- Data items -
····················
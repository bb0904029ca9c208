use dig2_readout::*;
use std::cell::RefCell;
use std::io::Write;
use std::rc::Rc;

const CONFIG: &str = r#"
[run_settings]
buffer_size = 65536
read_timeout_ms = 0
sim_hit_probability = 0.5

[module_settings]
modules = [
    { name = "adc1", url = "dig2://caendgtz-usb-1", source_id = 11, record_len = 48, pre_trig_len = 8, analog_probes = ["ADCInput"], digital_probes = ["Trigger"], features = { timestamp = true, energy = true, analog_probes = [true, false], digital_probes = [true, false, false, false] } },
    { name = "adc2", url = "dig2://caendgtz-usb-2", source_id = 12, record_len = 16, features = { timestamp = true, fine_timestamp = true } },
    { name = "adc3", url = "dig2://caendgtz-usb-3", source_id = 13, record_len = 32, start_source = "SINlevel", en_chans = [1, 2] },
]
"#;

fn load_conf() -> Conf {
    let mut file = tempfile::Builder::new().suffix(".toml").tempfile().unwrap();
    file.write_all(CONFIG.as_bytes()).unwrap();
    Conf::from_file(file.path()).unwrap()
}

struct Rig {
    coordinator: FanoutReadout,
    trigger: TriggerSet,
    more: MoreData,
    handles: Vec<SimHandle>,
}

fn rig(conf: Conf) -> Rig {
    let store: Rc<dyn ConfigStore> = Rc::new(conf.clone());
    let aggregator: SharedAggregator = Rc::new(RefCell::new(TriggerAggregator::new()));
    let mut handles = Vec::new();
    for m in &conf.module_settings.modules {
        let sim = SimDigitizer::new(4, u64::from(m.source_id));
        handles.push(sim.handle());
        let identity = ModuleIdentity::new(m.name.as_str(), m.source_id, m.url.as_str());
        let channel = ModuleReadout::new(identity, sim, Rc::clone(&store));
        assert!(aggregator
            .borrow_mut()
            .add(Box::new(DataReadyPredicate), Box::new(channel)));
    }
    let more = MoreData::new();
    let coordinator = FanoutReadout::new(Rc::clone(&aggregator), more.clone());
    let mut trigger = TriggerSet::new();
    trigger.add(Box::new(aggregator));
    Rig {
        coordinator,
        trigger,
        more,
        handles,
    }
}

fn hit(channel: u8, ts: u64, len: usize) -> DecodedHit {
    let mut hit = DecodedHit {
        channel,
        timestamp_ns: ts,
        fine_timestamp: 3,
        energy: 1000 + channel as u16,
        ..Default::default()
    };
    hit.analog_probes[0] = Some(AnalogProbe {
        kind: 0,
        samples: vec![2048; len],
    });
    hit.digital_probes[0] = Some(DigitalProbe {
        kind: 0,
        samples: vec![0; len],
    });
    hit
}

/// One poll followed by a drain, as the host scheduler does it.
fn cycle(rig: &mut Rig, buf: &mut [u8]) -> Vec<(u32, Fragment)> {
    let mut out = Vec::new();
    if !rig.trigger.poll().unwrap() {
        return out;
    }
    loop {
        let n = rig.coordinator.read(buf).unwrap();
        if n > 0 {
            let source = rig.coordinator.last_source_id().unwrap();
            out.push((source, decode(&buf[..n]).unwrap()));
        }
        if !rig.more.take() {
            break;
        }
    }
    out
}

#[test]
fn scripted_hits_drain_in_reverse_registration_order() {
    let mut rig = rig(load_conf());
    rig.coordinator.initialize().unwrap();
    rig.handles[0].queue_hit(hit(0, 100, 48));
    rig.handles[1].queue_hit(hit(2, 200, 16));
    rig.handles[2].queue_hit(hit(1, 300, 32));

    let mut buf = vec![0u8; 65536];
    let fragments = cycle(&mut rig, &mut buf);
    let order: Vec<(u32, &str)> = fragments
        .iter()
        .map(|(s, f)| (*s, f.name.as_str()))
        .collect();
    assert_eq!(order, [(13, "adc3"), (12, "adc2"), (11, "adc1")]);

    let adc1 = &fragments[2].1.hit;
    assert_eq!(adc1.timestamp_ns, 100);
    assert_eq!(adc1.energy, 1000);
    assert_eq!(adc1.fine_timestamp, 0);
    assert_eq!(adc1.analog_probes[0].as_ref().unwrap().samples.len(), 48);
    assert!(adc1.analog_probes[1].is_none());
    assert_eq!(adc1.digital_probes[0].as_ref().unwrap().samples.len(), 48);

    let adc2 = &fragments[1].1.hit;
    assert_eq!(adc2.channel, 2);
    assert_eq!(adc2.fine_timestamp, 3);
    assert_eq!(adc2.energy, 0);
    assert!(adc2.analog_probes.iter().all(Option::is_none));

    let adc3 = &fragments[0].1.hit;
    assert_eq!(adc3.timestamp_ns, 0);
    assert_eq!(adc3.channel, 1);

    assert!(cycle(&mut rig, &mut buf).is_empty());
    rig.coordinator.disable().unwrap();
}

#[test]
fn only_triggered_modules_are_read() {
    let mut rig = rig(load_conf());
    rig.coordinator.initialize().unwrap();
    rig.handles[1].queue_hit(hit(0, 1, 16));
    rig.handles[1].queue_hit(hit(3, 2, 16));
    for h in &rig.handles {
        h.clear_log();
    }

    let mut buf = vec![0u8; 4096];
    let first = cycle(&mut rig, &mut buf);
    assert_eq!(first.len(), 1);
    assert_eq!(first[0].1.hit.channel, 0);
    assert_eq!(rig.handles[0].count("readdata"), 0);
    assert_eq!(rig.handles[2].count("readdata"), 0);
    for h in &rig.handles {
        assert_eq!(h.count("hasdata"), 1);
    }

    let second = cycle(&mut rig, &mut buf);
    assert_eq!(second.len(), 1);
    assert_eq!(second[0].1.hit.channel, 3);
}

#[test]
fn pause_and_resume_rearm_every_module() {
    let mut rig = rig(load_conf());
    rig.coordinator.initialize().unwrap();
    rig.handles[0].queue_hit(hit(0, 1, 48));
    rig.coordinator.on_pause().unwrap();
    for h in &rig.handles {
        assert_eq!(h.count("close"), 1);
    }

    rig.coordinator.on_resume().unwrap();
    for h in &rig.handles {
        assert_eq!(h.count("open"), 2);
        assert_eq!(h.count("cmd /cmd/armacquisition"), 2);
    }
    assert_eq!(rig.handles[2].count("cmd /cmd/swstartacquisition"), 0);
    // Arming clears data left over from before the pause.
    assert_eq!(rig.handles[0].pending(), 0);
    rig.coordinator.disable().unwrap();
}

#[test]
fn one_bad_module_disconnects_all() {
    let mut conf = load_conf();
    conf.module_settings.modules[1].trig_source = "Laser".to_string();
    let mut rig = rig(conf);

    let err = rig.coordinator.initialize().unwrap_err();
    assert!(matches!(
        err,
        ReadoutError::Validation { ref module, ref parameter, .. }
            if module == "adc2" && parameter == "trig_source"
    ));
    for h in &rig.handles {
        assert_eq!(h.count("open"), h.count("close"));
    }
    assert_eq!(rig.handles[2].count("open"), 0);
}

#[test]
fn device_fault_mid_drain_aborts_only_that_read() {
    let mut rig = rig(load_conf());
    rig.coordinator.initialize().unwrap();
    rig.handles[0].queue_hit(hit(0, 1, 48));
    rig.handles[2].queue_hit(hit(1, 2, 32));
    rig.handles[2].fail_on("readdata", FELibReturn::Comm);

    assert!(rig.trigger.poll().unwrap());
    let mut buf = vec![0u8; 4096];
    assert!(matches!(
        rig.coordinator.read(&mut buf),
        Err(ReadoutError::Device { code: FELibReturn::Comm, .. })
    ));
    assert!(rig.more.get());
    let n = rig.coordinator.read(&mut buf).unwrap();
    assert_eq!(decode(&buf[..n]).unwrap().name, "adc1");
    assert!(!rig.more.get());
}

#[test]
fn rebinding_tears_down_the_old_modules() {
    let Rig {
        mut coordinator,
        trigger,
        handles,
        ..
    } = rig(load_conf());
    coordinator.initialize().unwrap();
    handles[0].queue_hit(hit(0, 1, 48));
    drop(trigger);

    coordinator.rebind(Rc::new(RefCell::new(TriggerAggregator::new())));
    for h in &handles {
        assert_eq!(h.count("close"), 1);
        assert_eq!(h.count("cmd /cmd/disarmacquisition"), 1);
    }
    assert_eq!(coordinator.aggregator().borrow().len(), 0);
}

#[test]
fn run_control_over_random_hits() {
    let conf = load_conf();
    let mut run = RunControl::new();
    run.load(conf, |m: &PerModuleSettings| {
        SimDigitizer::new(4, u64::from(m.source_id)).with_hit_probability(0.5)
    })
    .unwrap();
    run.begin_run().unwrap();

    let mut seen = Vec::new();
    for _ in 0..200 {
        run.cycle(|source, bytes| {
            assert_eq!(bytes.len() % 2, 0);
            let fragment = decode(bytes)?;
            seen.push((source, fragment.name));
            Ok(())
        })
        .unwrap();
    }
    run.end_run().unwrap();

    for (source, name) in [(11, "adc1"), (12, "adc2"), (13, "adc3")] {
        assert!(seen.iter().any(|(s, n)| *s == source && n == name));
    }
    assert!(seen.iter().all(|(s, n)| format!("adc{}", s - 10) == *n));
    assert_eq!(run.counter.n_fragments, seen.len());
}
····················
- What needs to be done -
Exact duplication is required for the lines above, from the line that contains "handles.push(sim.handle());" to the line that contains "rig.handles[2].queue_hit(hit(1, 300, 32));", inclusive; omit all others.

- Your solution -
        handles.push(sim.handle());
        let identity = ModuleIdentity::new(m.name.as_str(), m.source_id, m.url.as_str());
        let channel = ModuleReadout::new(identity, sim, Rc::clone(&store));
        assert!(aggregator
            .borrow_mut()
            .add(Box::new(DataReadyPredicate), Box::new(channel)));
    }
    let more = MoreData::new();
    let coordinator = FanoutReadout::new(Rc::clone(&aggregator), more.clone());
    let mut trigger = TriggerSet::new();
    trigger.add(Box::new(aggregator));
    Rig {
        coordinator,
        trigger,
        more,
        handles,
    }
}

fn hit(channel: u8, ts: u64, len: usize) -> DecodedHit {
    let mut hit = DecodedHit {
        channel,
        timestamp_ns: ts,
        fine_timestamp: 3,
        energy: 1000 + channel as u16,
        ..Default::default()
    };
    hit.analog_probes[0] = Some(AnalogProbe {
        kind: 0,
        samples: vec![2048; len],
    });
    hit.digital_probes[0] = Some(DigitalProbe {
        kind: 0,
        samples: vec![0; len],
    });
    hit
}

/// One poll followed by a drain, as the host scheduler does it.
fn cycle(rig: &mut Rig, buf: &mut [u8]) -> Vec<(u32, Fragment)> {
    let mut out = Vec::new();
    if !rig.trigger.poll().unwrap() {
        return out;
    }
    loop {
        let n = rig.coordinator.read(buf).unwrap();
        if n > 0 {
            let source = rig.coordinator.last_source_id().unwrap();
            out.push((source, decode(&buf[..n]).unwrap()));
        }
        if !rig.more.take() {
            break;
        }
    }
    out
}

#[test]
fn scripted_hits_drain_in_reverse_registration_order() {
    let mut rig = rig(load_conf());
    rig.coordinator.initialize().unwrap();
    rig.handles[0].queue_hit(hit(0, 100, 48));
    rig.handles[1].queue_hit(hit(2, 200, 16));
    rig.handles[2].queue_hit(hit(1, 300, 32));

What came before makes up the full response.